In its latest World Economic Outlook update, released Tuesday, the International Monetary Fund projected even slower growth this year, of 6.8 per cent.

African and Latin American commodity producers in particular are watching anxiously as slackening demand in China hurts their vital exports.

But Li argued that efforts made by the government to shift China's economy away from one that is investment and export driven towards greater consumption would ultimately make growth more sustainable for the world.

He cited the 13 million new jobs created during the year as an example, showing that "we have adopted correct and effective reforms".

"What should we choose? For higher growth or for mid to high growth of a higher quality in the long run? The answer is obviously the latter," he said.

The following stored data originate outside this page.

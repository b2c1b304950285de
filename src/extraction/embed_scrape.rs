//! Page → embed → stream extraction
//!
//! Stages run strictly in order and each has its own budget:
//!
//! 1. fetch the channel page (URL shape chosen per service from the id)
//! 2. locate the embed reference in it; a miss fails the service
//! 3. fetch the embed page
//! 4. scan it for direct stream URLs, then for known script variables
//! 5. load the embed page in a browser and probe for the stream URL
//!
//! When stage 5 is unavailable or fails, the embed reference itself is
//! returned as a client-side result rather than an error.

use async_trait::async_trait;
use tokio::time::Instant;
use tracing::{debug, info, warn};

use crate::errors::{BrowserError, ExtractionError, ExtractionResult};
use crate::extraction::patterns::EmbedPatterns;
use crate::extraction::{ExtractionPipeline, PipelineDeps};
use crate::models::{
    Channel, EmbedScrapeConfig, ServiceDescriptor, StreamDescriptor, fill_template,
};
use crate::utils::http_client::{HttpRequest, StageFetcher};
use crate::utils::url::UrlUtils;

pub struct EmbedScrapePipeline {
    descriptor: ServiceDescriptor,
    config: EmbedScrapeConfig,
    patterns: EmbedPatterns,
    deps: PipelineDeps,
}

impl EmbedScrapePipeline {
    pub fn new(
        descriptor: ServiceDescriptor,
        config: EmbedScrapeConfig,
        deps: PipelineDeps,
    ) -> Result<Self, regex::Error> {
        let patterns = EmbedPatterns::compile(&config)?;
        Ok(Self {
            descriptor,
            config,
            patterns,
            deps,
        })
    }

    /// Channel page URL for an upstream id
    pub fn page_url(&self, upstream_id: &str) -> String {
        let template = match &self.config.long_id_template {
            Some(long) if upstream_id.chars().count() >= self.config.long_id_min_len => long,
            _ => &self.config.page_template,
        };
        fill_template(
            template,
            &[("base", self.descriptor.base()), ("id", upstream_id)],
        )
    }

    fn stage(&self) -> StageFetcher<'_> {
        StageFetcher::new(self.deps.fetcher.as_ref(), self.deps.retry)
    }

    async fn browser_fallback(&self, embed_url: &str) -> Result<String, BrowserError> {
        let browser = self
            .deps
            .browser
            .as_ref()
            .ok_or_else(|| BrowserError::Unavailable {
                message: "no browser capability configured".to_string(),
            })?;
        let budget = self.descriptor.timeouts.browser_wait;
        let deadline = Instant::now() + budget;

        // Session creation counts against the same budget as the wait
        let mut page = tokio::time::timeout_at(deadline, browser.open_page())
            .await
            .map_err(|_| BrowserError::Timeout { timeout: budget })??;
        let outcome = tokio::time::timeout_at(deadline, async {
            page.navigate(embed_url).await?;
            let remaining = deadline.saturating_duration_since(Instant::now());
            page.wait_for(&self.config.browser_ready_condition, remaining)
                .await?;
            page.evaluate(&self.config.browser_probe_script).await
        })
        .await
        .unwrap_or(Err(BrowserError::Timeout { timeout: budget }));

        if let Err(e) = page.close().await {
            debug!("Failed to close browser page: {}", e);
        }

        let value = outcome?;
        value
            .as_str()
            .map(str::trim)
            .filter(|url| UrlUtils::is_http_url(url))
            .map(str::to_string)
            .ok_or_else(|| BrowserError::Script {
                message: format!("probe returned no stream URL: {value}"),
            })
    }
}

#[async_trait]
impl ExtractionPipeline for EmbedScrapePipeline {
    fn descriptor(&self) -> &ServiceDescriptor {
        &self.descriptor
    }

    async fn extract(&self, channel: &Channel) -> ExtractionResult<StreamDescriptor> {
        let service = &self.descriptor.name;
        let timeouts = &self.descriptor.timeouts;
        let stage = self.stage();
        let origin_header = self.config.origin.as_deref();

        let page_url = self.page_url(channel.upstream_id());
        debug!(
            "[{}] channel {} page: {}",
            service,
            channel.id,
            UrlUtils::redact(&page_url)
        );
        let base_referer = format!("{}/", self.descriptor.base());
        let request = HttpRequest::new(self.config.page_method, &page_url)
            .referer(Some(&base_referer), origin_header);
        let page = stage.fetch("page", request, timeouts.page).await?;

        let embed_url = self
            .patterns
            .find_embed(&page.body, &page.final_url)
            .ok_or_else(|| ExtractionError::pattern_not_found("embed"))?;
        debug!(
            "[{}] channel {} embed: {}",
            service,
            channel.id,
            UrlUtils::redact(&embed_url)
        );

        let request = HttpRequest::get(&embed_url).referer(Some(&page_url), origin_header);
        let embed = stage.fetch("embed", request, timeouts.embed).await?;

        let embed_origin = UrlUtils::origin_of(&embed_url);
        let referer = embed_origin.as_ref().map(|origin| format!("{origin}/"));
        let origin = self.config.origin.clone().or_else(|| embed_origin.clone());
        let skip = [embed_url.as_str(), page_url.as_str()];

        let direct = self
            .patterns
            .find_streams(&embed.body, &skip)
            .into_iter()
            .next()
            .or_else(|| self.patterns.find_js_stream(&embed.body, &skip));
        if let Some(url) = direct {
            info!(
                "[{}] channel {} resolved from embed page: {}",
                service,
                channel.id,
                UrlUtils::redact(&url)
            );
            return Ok(StreamDescriptor::direct(&channel.id, url, referer, service).with_origin(origin));
        }

        match self.browser_fallback(&embed_url).await {
            Ok(url) => {
                info!(
                    "[{}] channel {} resolved by browser: {}",
                    service,
                    channel.id,
                    UrlUtils::redact(&url)
                );
                Ok(StreamDescriptor::direct(&channel.id, url, referer, service).with_origin(origin))
            }
            Err(e) => {
                warn!(
                    "[{}] channel {} degraded to client-side embed: {}",
                    service, channel.id, e
                );
                Ok(StreamDescriptor::client_side_embed(
                    &channel.id,
                    embed_url,
                    Some(page_url),
                    service,
                ))
            }
        }
    }
}

#[cfg(test)]
pub(crate) mod testing {
    //! Scriptable browser for pipeline tests

    use super::*;
    use crate::extraction::{BrowserAutomation, BrowserPage};
    use serde_json::Value;
    use std::sync::Arc;
    use std::sync::atomic::{AtomicUsize, Ordering};
    use std::time::Duration;

    pub struct FakeBrowser {
        result: Result<Value, BrowserError>,
        open_delay: Duration,
        pub opened: Arc<AtomicUsize>,
        pub closed: Arc<AtomicUsize>,
    }

    impl FakeBrowser {
        pub fn returning(result: Result<Value, BrowserError>) -> Self {
            Self {
                result,
                open_delay: Duration::ZERO,
                opened: Arc::new(AtomicUsize::new(0)),
                closed: Arc::new(AtomicUsize::new(0)),
            }
        }

        /// Session creation that hangs for `delay`
        pub fn slow_to_open(mut self, delay: Duration) -> Self {
            self.open_delay = delay;
            self
        }
    }

    struct FakePage {
        result: Result<Value, BrowserError>,
        closed: Arc<AtomicUsize>,
    }

    #[async_trait]
    impl BrowserPage for FakePage {
        async fn navigate(&mut self, _url: &str) -> Result<(), BrowserError> {
            Ok(())
        }

        async fn wait_for(&mut self, _condition: &str, _timeout: Duration) -> Result<(), BrowserError> {
            Ok(())
        }

        async fn evaluate(&mut self, _script: &str) -> Result<Value, BrowserError> {
            self.result.clone()
        }

        async fn close(&mut self) -> Result<(), BrowserError> {
            self.closed.fetch_add(1, Ordering::SeqCst);
            Ok(())
        }
    }

    #[async_trait]
    impl BrowserAutomation for FakeBrowser {
        async fn open_page(&self) -> Result<Box<dyn BrowserPage>, BrowserError> {
            self.opened.fetch_add(1, Ordering::SeqCst);
            if !self.open_delay.is_zero() {
                tokio::time::sleep(self.open_delay).await;
            }
            Ok(Box::new(FakePage {
                result: self.result.clone(),
                closed: self.closed.clone(),
            }))
        }
    }
}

"China is still a developing country, it has a long way to go in the development process," said Li, saying that there is still room for development even in China's urban areas.

"Domestic demand will keep improving and bring even greater development for the world," added Li.

China will also launch new projects including railway infrastructure, said Li, adding that "efforts will be made to break monopoly to encourage foreign participation" in these plans.

"China's development will bring more business opportunity to the world," he said.

Separately, China's top central banker also delivered an upbeat assessment on the country's economic prospects.

"Basically the People's Bank of China is confident that the Chinese economy is still able to have relatively high growth rate," said Zhou Xiaochuan.

"Meanwhile we emphasise more on the structural reform.

"China is slowing down a bit, but it's becoming more sustainable. I think that's good news," he added.